27.11.2014

Antidouleurs: une recherche sur les vers reçoit le soutien du Fonds national suisse


Le Fonds national suisse de la recherche (FNS) a attribué un starting grant, le plus important subside attribué aux jeunes chercheurs, à Dominique Glauser, professeur boursier au Département de biologie de l’Université de Fribourg. Ses recherches, menées sur les vers nématodes, concernant les mécanismes de la douleur obtiennent ainsi un remarquable signe d’encouragement. Cette bourse permettra d’affiner les premiers résultats qui pourraient conduire, à terme, à la conception d’une nouvelle génération d’antidouleurs beaucoup mieux ciblés et entraînant moins d’effets secondaires.




La recherche sur les mécanismes de la douleur: Qu'est-ce qui se passe entre la détection d'un stimulus et le comportement? (Image: Thinkstock)

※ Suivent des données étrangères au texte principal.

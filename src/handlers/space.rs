//! 공간 프레즌스 핸들러

use crate::error::CoreResult;
use crate::model::{SpaceId, UserId, ZoneId};
use crate::protocol::ServerMessage;
use crate::state::AppState;
use std::sync::Arc;

/// 공간 참여 처리. 참여자 본인도 통지를 받는다
pub fn handle_space_join(state: &Arc<AppState>, user_id: UserId, space_id: SpaceId) {
    state.presence.join_space(user_id, space_id);
    state
        .broadcast
        .to_space(space_id, &ServerMessage::SpaceJoined { space_id, user_id });

    tracing::info!(user_id = %user_id, space_id = %space_id, "User joined space");
}

/// 공간 이탈 처리
pub fn handle_space_leave(state: &Arc<AppState>, user_id: UserId, space_id: SpaceId) {
    state.presence.leave_space(user_id, space_id);
    state
        .broadcast
        .to_space(space_id, &ServerMessage::SpaceLeft { space_id, user_id });

    tracing::info!(user_id = %user_id, space_id = %space_id, "User left space");
}

/// 위치 갱신 처리 (last-write-wins)
pub fn handle_position_update(
    state: &Arc<AppState>,
    user_id: UserId,
    space_id: SpaceId,
    zone_id: Option<ZoneId>,
    x: i32,
    y: i32,
) -> CoreResult<()> {
    let record = state
        .presence
        .update_position(user_id, space_id, zone_id, x, y)?;
    state
        .broadcast
        .to_space(space_id, &ServerMessage::PositionUpdated { presence: record });
    Ok(())
}
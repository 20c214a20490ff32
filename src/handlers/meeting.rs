//! 회의 세션 핸들러

use crate::error::{CoreError, CoreResult};
use crate::meeting::JoinRequest;
use crate::model::{ParticipantRole, ParticipantStatus, SessionId, UserId};
use crate::protocol::HostActionKind;
use crate::state::AppState;
use std::sync::Arc;

/// 세션 참가 처리
pub async fn handle_session_join(
    state: &Arc<AppState>,
    user_id: UserId,
    session_id: SessionId,
    display_name: Option<String>,
    role: Option<ParticipantRole>,
    audio_on: bool,
    video_on: bool,
) -> CoreResult<()> {
    state
        .participants
        .join(
            session_id,
            JoinRequest {
                user_id,
                display_name,
                role,
                audio_on,
                video_on,
            },
        )
        .await?;
    Ok(())
}

/// 세션 퇴장 처리
pub async fn handle_session_leave(
    state: &Arc<AppState>,
    user_id: UserId,
    session_id: SessionId,
) -> CoreResult<()> {
    state.participants.remove(session_id, user_id).await?;
    Ok(())
}

/// 미디어 상태 변경 처리
pub async fn handle_participant_status(
    state: &Arc<AppState>,
    user_id: UserId,
    session_id: SessionId,
    audio_on: bool,
    video_on: bool,
) -> CoreResult<()> {
    let participant = state
        .stores
        .participants
        .find_by_session_and_user(session_id, user_id)
        .filter(|p| p.status == ParticipantStatus::Joined)
        .ok_or(CoreError::NotFound("participant"))?;
    state
        .participants
        .update_status(participant.id, audio_on, video_on)
        .await?;
    Ok(())
}

/// 주최자 동작 처리
pub async fn handle_host_action(
    state: &Arc<AppState>,
    user_id: UserId,
    session_id: SessionId,
    action: HostActionKind,
    target_user_id: Option<UserId>,
) -> CoreResult<()> {
    state
        .participants
        .host_action(session_id, user_id, action, target_user_id)
        .await
}

/// 채팅 메시지 처리
pub async fn handle_chat(
    state: &Arc<AppState>,
    user_id: UserId,
    session_id: SessionId,
    text: String,
) -> CoreResult<()> {
    state.participants.relay_chat(session_id, user_id, text).await
}

/// 손들기 처리
pub async fn handle_hand_raise(
    state: &Arc<AppState>,
    user_id: UserId,
    session_id: SessionId,
    is_raised: bool,
) -> CoreResult<()> {
    state
        .participants
        .set_hand_raised(session_id, user_id, is_raised)
        .await?;
    Ok(())
}
//! 회의실 관리

use crate::error::{CoreError, CoreResult};
use crate::meeting::KeyedLocks;
use crate::model::{MeetingRoom, RoomId, SessionStatus, SpaceId, UserId};
use crate::store::Stores;
use chrono::Utc;
use std::sync::Arc;
use uuid::Uuid;

/// 회의실 생성/수정/삭제. 이름 유일성 검사는 공간 키 락 아래에서 수행한다
pub struct RoomManager {
    stores: Arc<Stores>,
    space_locks: Arc<KeyedLocks>,
}

impl RoomManager {
    pub fn new(stores: Arc<Stores>, space_locks: Arc<KeyedLocks>) -> Self {
        Self {
            stores,
            space_locks,
        }
    }

    /// 회의실 생성. 같은 공간에 같은 이름이 있으면 Conflict
    pub async fn create(
        &self,
        space_id: SpaceId,
        name: &str,
        capacity: usize,
        is_active: bool,
        creator_id: UserId,
    ) -> CoreResult<MeetingRoom> {
        self.stores
            .users
            .find_by_id(creator_id)
            .ok_or(CoreError::NotFound("user"))?;
        self.stores
            .spaces
            .find_by_id(space_id)
            .ok_or(CoreError::NotFound("space"))?;

        let _guard = self.space_locks.acquire(space_id).await;
        if self.stores.rooms.exists_by_name_and_space(name, space_id) {
            return Err(CoreError::Conflict(
                "meeting room with this name already exists in the space".to_string(),
            ));
        }

        let room = MeetingRoom {
            id: Uuid::new_v4(),
            space_id,
            name: name.to_string(),
            capacity,
            is_active,
            created_at: Utc::now(),
        };
        let room = self.stores.rooms.save(room);
        tracing::info!(room_id = %room.id, space_id = %space_id, name = %room.name, "Meeting room created");
        Ok(room)
    }

    /// 회의실 수정. 이름 변경 시 충돌 검사
    pub async fn update(
        &self,
        room_id: RoomId,
        name: &str,
        capacity: usize,
        is_active: bool,
    ) -> CoreResult<MeetingRoom> {
        let room = self
            .stores
            .rooms
            .find_by_id(room_id)
            .ok_or(CoreError::NotFound("meeting room"))?;

        let _guard = self.space_locks.acquire(room.space_id).await;
        let mut room = self
            .stores
            .rooms
            .find_by_id(room_id)
            .ok_or(CoreError::NotFound("meeting room"))?;

        if room.name != name && self.stores.rooms.exists_by_name_and_space(name, room.space_id) {
            return Err(CoreError::Conflict(
                "meeting room with this name already exists in the space".to_string(),
            ));
        }

        room.name = name.to_string();
        room.capacity = capacity;
        room.is_active = is_active;
        Ok(self.stores.rooms.save(room))
    }

    /// 회의실 삭제. 진행 중 세션이 있으면 Conflict
    pub async fn delete(&self, room_id: RoomId) -> CoreResult<()> {
        let room = self
            .stores
            .rooms
            .find_by_id(room_id)
            .ok_or(CoreError::NotFound("meeting room"))?;

        let _guard = self.space_locks.acquire(room.space_id).await;
        let active = self
            .stores
            .sessions
            .find_by_room_and_status(room_id, SessionStatus::Active);
        if !active.is_empty() {
            return Err(CoreError::Conflict(
                "cannot delete room with active sessions".to_string(),
            ));
        }

        self.stores.rooms.delete(room_id);
        tracing::info!(room_id = %room_id, "Meeting room deleted");
        Ok(())
    }

    pub fn get(&self, room_id: RoomId) -> CoreResult<MeetingRoom> {
        self.stores
            .rooms
            .find_by_id(room_id)
            .ok_or(CoreError::NotFound("meeting room"))
    }
}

Lorsque vous touchez accidentellement une plaque chaude, vous ressentez une forte douleur et vous retirez aussitôt votre main. Votre réaction immédiate comporte ainsi une composante douleur et une composante réflexe. L’équipe de recherche du Professeur Dominique Glauser du Département de biologie de la Faculté des sciences s’intéresse à ce qui se passe entre la détection du stimulus et le comportement. Ils ont donc examiné jusqu’au niveau neuronal la manière dont les informations sont transmises, d’un côté, au système moteur et, de l’autre, au cerveau. L’originalité de l’approche se situe dans le fait que les chercheurs s’intéressent à tous les niveaux de cette transmission, de la molécule au comportement.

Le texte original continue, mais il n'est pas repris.